> Exercise requirements:
Transcribe exactly the line containing "one read lock." and each line after it, through the end of the entries, with nothing before or after.

(Record extracts Opens)

use indexmap::IndexMap;

use crate::dynamic::{from_value, to_value};
use crate::error::{ErrorKind, Result};
use crate::{Compound, DynValue, List, Number, Schema, Tag, Value};

fn json(s: &str) -> DynValue {
    serde_json::from_str(s).unwrap()
}

fn schema(s: &str) -> Schema {
    serde_json::from_str(s).unwrap()
}

fn map(entries: Vec<(&str, DynValue)>) -> DynValue {
    DynValue::Map(
        entries
            .into_iter()
            .map(|(k, v)| (k.to_owned(), v))
            .collect(),
    )
}

fn child<'a>(v: &'a Value, key: &str) -> &'a Value {
    &v.as_compound().unwrap()[key]
}

#[test]
fn json_numbers_are_plain() {
    let v = json(r#"{ "a": 1, "b": -2.5, "c": true }"#);
    assert_eq!(v.get("a"), Some(&DynValue::integer(1)));
    assert_eq!(v.get("b"), Some(&DynValue::real(-2.5)));
    assert_eq!(v.get("c"), Some(&DynValue::integer(1)));
}

#[test]
fn json_keeps_key_order() {
    let v = json(r#"{ "z": 1, "a": 2, "m": 3 }"#);
    match v {
        DynValue::Map(m) => {
            let keys: Vec<_> = m.keys().map(String::as_str).collect();
            assert_eq!(keys, ["z", "a", "m"]);
        }
        other => panic!("expected map, got {:?}", other),
    }
}

#[test]
fn smallest_type_without_schema() -> Result<()> {
    let v = to_value(
        &json(r#"{ "a": 127, "b": 128, "c": 32768, "d": 2147483648, "e": 0.5 }"#),
        &Schema::Any,
    )?;

    assert_eq!(child(&v, "a"), &Value::Byte(127));
    assert_eq!(child(&v, "b"), &Value::Short(128));
    assert_eq!(child(&v, "c"), &Value::Int(32768));
    assert_eq!(child(&v, "d"), &Value::Long(2147483648));
    assert_eq!(child(&v, "e"), &Value::Double(0.5));
    Ok(())
}

#[test]
fn schema_pins_number_widths() -> Result<()> {
    let v = to_value(
        &json(r#"{ "hp": 20, "x": 1.5, "n": 3 }"#),
        &schema(r#"{ "hp": "short", "x": "float", "n": "double" }"#),
    )?;

    assert_eq!(child(&v, "hp"), &Value::Short(20));
    assert_eq!(child(&v, "x"), &Value::Float(1.5));
    assert_eq!(child(&v, "n"), &Value::Double(3.0));
    Ok(())
}

#[test]
fn schema_rejects_numbers_that_do_not_fit() {
    let err = to_value(&json(r#"{ "b": 300 }"#), &schema(r#"{ "b": "byte" }"#)).unwrap_err();
    assert_eq!(err.kind(), ErrorKind::WrongType);

    let err = to_value(&json(r#"{ "i": 1.5 }"#), &schema(r#"{ "i": "int" }"#)).unwrap_err();
    assert_eq!(err.kind(), ErrorKind::WrongType);
}

#[test]
fn schema_rejects_wrong_structure() {
    let cases = [
        (r#"{ "a": "text" }"#, r#"{ "a": "int" }"#),
        (r#"{ "a": 1 }"#, r#"{ "a": "string" }"#),
        (r#"{ "a": [1] }"#, r#"{ "a": {} }"#),
        (r#"{ "a": {} }"#, r#"{ "a": ["int"] }"#),
        (r#"{ "a": [1] }"#, r#"{ "a": "data" }"#),
    ];

    for (data, s) in cases {
        let err = to_value(&json(data), &schema(s)).unwrap_err();
        assert_eq!(err.kind(), ErrorKind::WrongType, "{} against {}", data, s);
    }
}

#[test]
fn tagged_numbers_keep_their_width() -> Result<()> {
    let v = map(vec![
        ("a", DynValue::Number(Number::Long(1))),
        ("b", DynValue::Number(Number::Float(2.0))),
    ]);

    let tree = to_value(&v, &schema(r#"{ "a": "byte", "b": "double" }"#))?;
    assert_eq!(child(&tree, "a"), &Value::Long(1));
    assert_eq!(child(&tree, "b"), &Value::Float(2.0));
    Ok(())
}

#[test]
fn list_elements_are_widened() -> Result<()> {
    let v = to_value(
        &json(r#"{ "ints": [1, 300, 70000], "mixed": [1, 0.5], "empty": [] }"#),
        &Schema::Any,
    )?;

    let ints = child(&v, "ints").as_list().unwrap();
    assert_eq!(ints.element_tag(), Tag::Int);
    assert_eq!(ints.get(0), Some(&Value::Int(1)));
    assert_eq!(ints.get(2), Some(&Value::Int(70000)));

    let mixed = child(&v, "mixed").as_list().unwrap();
    assert_eq!(mixed.element_tag(), Tag::Double);
    assert_eq!(mixed.get(0), Some(&Value::Double(1.0)));

    assert_eq!(child(&v, "empty"), &Value::List(List::empty()));
    Ok(())
}

#[test]
fn list_elements_of_different_kinds() {
    let err = to_value(&json(r#"{ "l": [1, "two"] }"#), &Schema::Any).unwrap_err();
    assert_eq!(err.kind(), ErrorKind::WrongType);

    let err = to_value(&json(r#"{ "l": [{}, []] }"#), &Schema::Any).unwrap_err();
    assert_eq!(err.kind(), ErrorKind::WrongType);
}

#[test]
fn list_schema_pins_element_tag() -> Result<()> {
    let v = to_value(
        &json(r#"{ "Pos": [0, 64, 0.5], "Tags": [] }"#),
        &schema(r#"{ "Pos": ["double"], "Tags": ["string"] }"#),
    )?;

    let pos = child(&v, "Pos").as_list().unwrap();
    assert_eq!(pos.element_tag(), Tag::Double);
    assert_eq!(pos.get(1), Some(&Value::Double(64.0)));

    assert_eq!(child(&v, "Tags"), &Value::List(List::new(Tag::String)));
    Ok(())
}

#[test]
fn int_arrays() -> Result<()> {
    let v = to_value(
        &json(r#"{ "HeightMap": [1, 2, 300], "Ids": [1, 2] }"#),
        &schema(r#"{ "HeightMap": "intarray" }"#),
    )?;

    assert_eq!(child(&v, "HeightMap"), &Value::IntArray(vec![1, 2, 300]));
    assert_eq!(child(&v, "Ids").tag(), Tag::List);

    let err = to_value(
        &json(r#"{ "HeightMap": [3000000000] }"#),
        &schema(r#"{ "HeightMap": "intarray" }"#),
    )
    .unwrap_err();
    assert_eq!(err.kind(), ErrorKind::WrongType);

    // Int arrays can also be written out as lists.
    let v = map(vec![("a", DynValue::IntArray(vec![1, 2]))]);
    let tree = to_value(&v, &schema(r#"{ "a": ["short"] }"#))?;
    let list = child(&tree, "a").as_list().unwrap();
    assert_eq!(list.element_tag(), Tag::Short);
    assert_eq!(list.len(), 2);
    Ok(())
}

#[test]
fn data_is_a_byte_array() -> Result<()> {
    let v = map(vec![("Blocks", DynValue::Data(vec![1, 2, 3]))]);
    let tree = to_value(&v, &Schema::Any)?;
    assert_eq!(child(&tree, "Blocks"), &Value::ByteArray(vec![1, 2, 3]));
    Ok(())
}

#[test]
fn errors_name_the_failing_key() {
    let err = to_value(
        &json(r#"{ "outer": { "inner": "x" } }"#),
        &schema(r#"{ "outer": { "inner": "int" } }"#),
    )
    .unwrap_err();
    let msg = err.to_string();
    assert!(msg.contains("outer"), "{}", msg);
    assert!(msg.contains("inner"), "{}", msg);
}

#[test]
fn from_value_tags_unpinned_numbers() {
    let mut c = Compound::new();
    c.insert("hp".to_owned(), Value::Short(20));
    c.insert("x".to_owned(), Value::Float(1.5));
    c.insert("name".to_owned(), Value::String("Steve".to_owned()));

    let v = from_value(Value::Compound(c), &schema(r#"{ "hp": "short" }"#));

    assert_eq!(v.get("hp"), Some(&DynValue::integer(20)));
    assert_eq!(v.get("x"), Some(&DynValue::Number(Number::Float(1.5))));
    assert_eq!(v.get("name").and_then(DynValue::as_str), Some("Steve"));
}

#[test]
fn from_value_lists() {
    let list = List::from_values(Tag::Byte, vec![Value::Byte(1), Value::Byte(2)]).unwrap();
    let mut c = Compound::new();
    c.insert("l".to_owned(), Value::List(list.clone()));
    c.insert("p".to_owned(), Value::List(list));

    let v = from_value(Value::Compound(c), &schema(r#"{ "p": ["byte"] }"#));

    assert_eq!(
        v.get("l"),
        Some(&DynValue::List(vec![
            DynValue::Number(Number::Byte(1)),
            DynValue::Number(Number::Byte(2)),
        ]))
    );
    assert_eq!(
        v.get("p"),
        Some(&DynValue::List(vec![DynValue::integer(1), DynValue::integer(2)]))
    );
}

#[test]
fn from_value_keeps_widths_the_schema_does_not_match() {
    let mut c = Compound::new();
    c.insert("hp".to_owned(), Value::Int(100000));
    let v = from_value(Value::Compound(c), &schema(r#"{ "hp": "short" }"#));

    assert_eq!(v.get("hp"), Some(&DynValue::Number(Number::Int(100000))));
}

#[test]
fn wide_tagged_numbers_widen_pinned_lists() -> Result<()> {
    let v = map(vec![(
        "l",
        DynValue::List(vec![
            DynValue::integer(1),
            DynValue::Number(Number::Int(100000)),
        ]),
    )]);

    let tree = to_value(&v, &schema(r#"{ "l": ["short"] }"#))?;
    let l = child(&tree, "l").as_list().unwrap();
    assert_eq!(l.element_tag(), Tag::Int);
    assert_eq!(l.get(0), Some(&Value::Int(1)));
    Ok(())
}

#[test]
fn empty_lists_keep_their_element_tag() -> Result<()> {
    let mut c = Compound::new();
    c.insert("ints".to_owned(), Value::List(List::new(Tag::Int)));
    c.insert("pinned".to_owned(), Value::List(List::new(Tag::Int)));
    c.insert("none".to_owned(), Value::List(List::empty()));
    let tree = Value::Compound(c);

    let v = from_value(tree.clone(), &schema(r#"{ "pinned": ["int"] }"#));
    assert_eq!(v.get("ints"), Some(&DynValue::EmptyList(Tag::Int)));
    assert_eq!(v.get("pinned"), Some(&DynValue::List(vec![])));
    assert_eq!(v.get("none"), Some(&DynValue::List(vec![])));

    assert_eq!(to_value(&v, &schema(r#"{ "pinned": ["int"] }"#))?, tree);
    Ok(())
}

#[test]
fn empty_list_under_a_schema() -> Result<()> {
    let empty = DynValue::EmptyList(Tag::Int);

    assert_eq!(
        to_value(&empty, &schema(r#"["long"]"#))?,
        Value::List(List::new(Tag::Long))
    );
    assert_eq!(
        to_value(&empty, &schema(r#""intarray""#))?,
        Value::IntArray(vec![])
    );

    let err = to_value(&empty, &schema(r#""string""#)).unwrap_err();
    assert_eq!(err.kind(), ErrorKind::WrongType);
    Ok(())
}

#[test]
fn tagged_values_survive_a_round_trip() -> Result<()> {
    let mut c = Compound::new();
    c.insert("b".to_owned(), Value::Byte(1));
    c.insert("l".to_owned(), Value::Long(1));
    c.insert("f".to_owned(), Value::Float(1.0));
    c.insert("ia".to_owned(), Value::IntArray(vec![5]));
    let tree = Value::Compound(c);

    let dynamic = from_value(tree.clone(), &Schema::Any);
    assert_eq!(to_value(&dynamic, &Schema::Any)?, tree);
    Ok(())
}

#[test]
fn number_accessors() {
    assert_eq!(Number::Short(3).tag(), Some(Tag::Short));
    assert_eq!(Number::Integer(3).tag(), None);
    assert!(Number::Real(1.0).is_plain());
    assert_eq!(Number::Float(2.0).into_plain(), Number::Real(2.0));
    assert_eq!(Number::Double(2.5).as_i64(), None);
    assert_eq!(Number::Double(2.0).as_i64(), Some(2));
    assert_eq!(Number::Real(1e30).as_i64(), None);
    assert_eq!(Number::Real(-1e30).as_i64(), None);
    assert_eq!(Number::Float(f32::INFINITY).as_i64(), None);
    assert_eq!(Number::Real(i64::MIN as f64).as_i64(), Some(i64::MIN));
    assert_eq!(Number::Byte(-1).as_f64(), -1.0);
}

#[test]
fn serializes_to_json() {
    let mut entries = IndexMap::new();
    entries.insert("hp".to_owned(), DynValue::Number(Number::Short(20)));
    entries.insert("name".to_owned(), DynValue::from("Steve"));
    entries.insert("pos".to_owned(), DynValue::List(vec![DynValue::real(0.5)]));
    entries.insert("ids".to_owned(), DynValue::IntArray(vec![1, 2]));
    entries.insert("none".to_owned(), DynValue::EmptyList(Tag::Int));

    let s = serde_json::to_string(&DynValue::Map(entries)).unwrap();
    assert_eq!(
        s,
        r#"{"hp":20,"name":"Steve","pos":[0.5],"ids":[1,2],"none":[]}"#
    );
}
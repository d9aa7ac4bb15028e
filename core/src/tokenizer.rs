use lazy_static::lazy_static;
use regex::Regex;
use std::collections::HashSet;

lazy_static! {
    static ref RE: Regex = Regex::new(r"[a-z0-9_]+").expect("valid regex");
    static ref STOPWORDS: HashSet<&'static str> = {
        let words: &[&str] = &[
            "a","about","above","after","again","against","ain","all","am","an","and","any","are","aren","aren't","as","at",
            "be","because","been","before","being","below","between","both","but","by",
            "can","couldn","couldn't",
            "d","did","didn","didn't","do","does","doesn","doesn't","doing","don","don't","down","during",
            "each","few","for","from","further",
            "had","hadn","hadn't","has","hasn","hasn't","have","haven","haven't","having","he","her","here","hers","herself","him","himself","his","how",
            "i","if","in","into","is","isn","isn't","it","it's","its","itself",
            "just","ll","m","ma","me","mightn","mightn't","more","most","mustn","mustn't","my","myself",
            "needn","needn't","no","nor","not","now","o","of","off","on","once","only","or","other","our","ours","ourselves","out","over","own",
            "re","s","same","shan","shan't","she","she's","should","should've","shouldn","shouldn't","so","some","such",
            "t","than","that","that'll","the","their","theirs","them","themselves","then","there","these","they","this","those","through","to","too",
            "under","until","up","ve","very",
            "was","wasn","wasn't","we","were","weren","weren't","what","when","where","which","while","who","whom","why","will","with","won","won't","wouldn","wouldn't",
            "y","you","you'd","you'll","you're","you've","your","yours","yourself","yourselves"
        ];
        words.iter().copied().collect()
    };
}

/// Case-insensitive stopword check.
pub fn is_stopword(token: &str) -> bool {
    if token.bytes().any(|b| b.is_ascii_uppercase()) {
        STOPWORDS.contains(token.to_ascii_lowercase().as_str())
    } else {
        STOPWORDS.contains(token)
    }
}

/// Lowercase `text` and split it into maximal runs of ASCII letters, digits and
/// underscores, keeping order and duplicates.
pub fn tokenize(text: &str) -> Vec<String> {
    let lowered = text.to_lowercase();
    RE.find_iter(&lowered).map(|m| m.as_str().to_string()).collect()
}

pub fn filter_stopwords(tokens: Vec<String>) -> Vec<String> {
    tokens.into_iter().filter(|t| !is_stopword(t)).collect()
}

/// Tokenize and drop stopwords; the pipeline shared by indexing and querying.
pub fn analyze(text: &str) -> Vec<String> {
    filter_stopwords(tokenize(text))
}

#[cfg(test)]
mod tests {
    use super::*;

    #[test]
    fn basic_tokenize() {
        let t = tokenize("Hello, World! snake_case x2");
        assert_eq!(t, vec!["hello", "world", "snake_case", "x2"]);
    }

    #[test]
    fn stopword_list_size() {
        assert_eq!(STOPWORDS.len(), 179);
    }

    #[test]
    fn stopwords_ignore_case() {
        assert!(is_stopword("The"));
        assert!(is_stopword("the"));
        assert!(!is_stopword("cats"));
    }
}
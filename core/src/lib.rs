pub mod engine;
pub mod error;
pub mod index;
pub mod query;
pub mod shared;
pub mod store;
pub mod tokenizer;

pub use engine::{Document, EngineConfig, SearchEngine, SearchHit};
pub use error::{Result, SearchError};
pub use index::{Field, InvertedIndex};
pub use query::CombinePolicy;
pub use shared::SharedSearchEngine;
pub use store::{KeyValueStore, OpenAddressingMap, StoreConfig};

/// Internal 0-based document identifier, assigned in load order.
pub type DocId = u32;
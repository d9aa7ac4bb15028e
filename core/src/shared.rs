use crate::engine::{SearchEngine, SearchHit};
use crate::error::Result;
use crate::index::Field;
use crate::DocId;
use parking_lot::RwLock;
use std::sync::Arc;

/// Cloneable handle for sharing one engine between threads.
///
/// The engine itself is single-threaded; this adds a read-write lock so
/// queries can run concurrently while writers get exclusive access. The
/// `docsearch` binary is single-threaded and does not use it.
#[derive(Clone)]
pub struct SharedSearchEngine {
    inner: Arc<RwLock<SearchEngine>>,
}

impl SharedSearchEngine {
    pub fn new(engine: SearchEngine) -> Self {
        Self { inner: Arc::new(RwLock::new(engine)) }
    }

    pub fn add_document(&self, title: impl Into<String>, body: impl Into<String>) -> DocId {
        self.inner.write().add_document(title, body)
    }

    pub fn search(&self, query: &str, field: Field) -> Vec<DocId> {
        self.inner.read().search(query, field)
    }

    /// Search and project in one read lock.
    pub fn search_hits(&self, query: &str, field: &str) -> Result<Vec<SearchHit>> {
        let engine = self.inner.read();
        let field: Field = field.parse()?;
        let ids = engine.search(query, field);
        Ok(engine.hits(&ids, field))
    }

    pub fn len(&self) -> usize {
        self.inner.read().len()
    }

    pub fn is_empty(&self) -> bool {
        self.inner.read().is_empty()
    }
}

(Record extracts Closes)

> Response to the exercise:
    /// Search and project in one read lock.
    pub fn search_hits(&self, query: &str, field: &str) -> Result<Vec<SearchHit>> {
        let engine = self.inner.read();
        let field: Field = field.parse()?;
        let ids = engine.search(query, field);
        Ok(engine.hits(&ids, field))
    }

    pub fn len(&self) -> usize {
        self.inner.read().len()
    }

    pub fn is_empty(&self) -> bool {
        self.inner.read().is_empty()
    }
}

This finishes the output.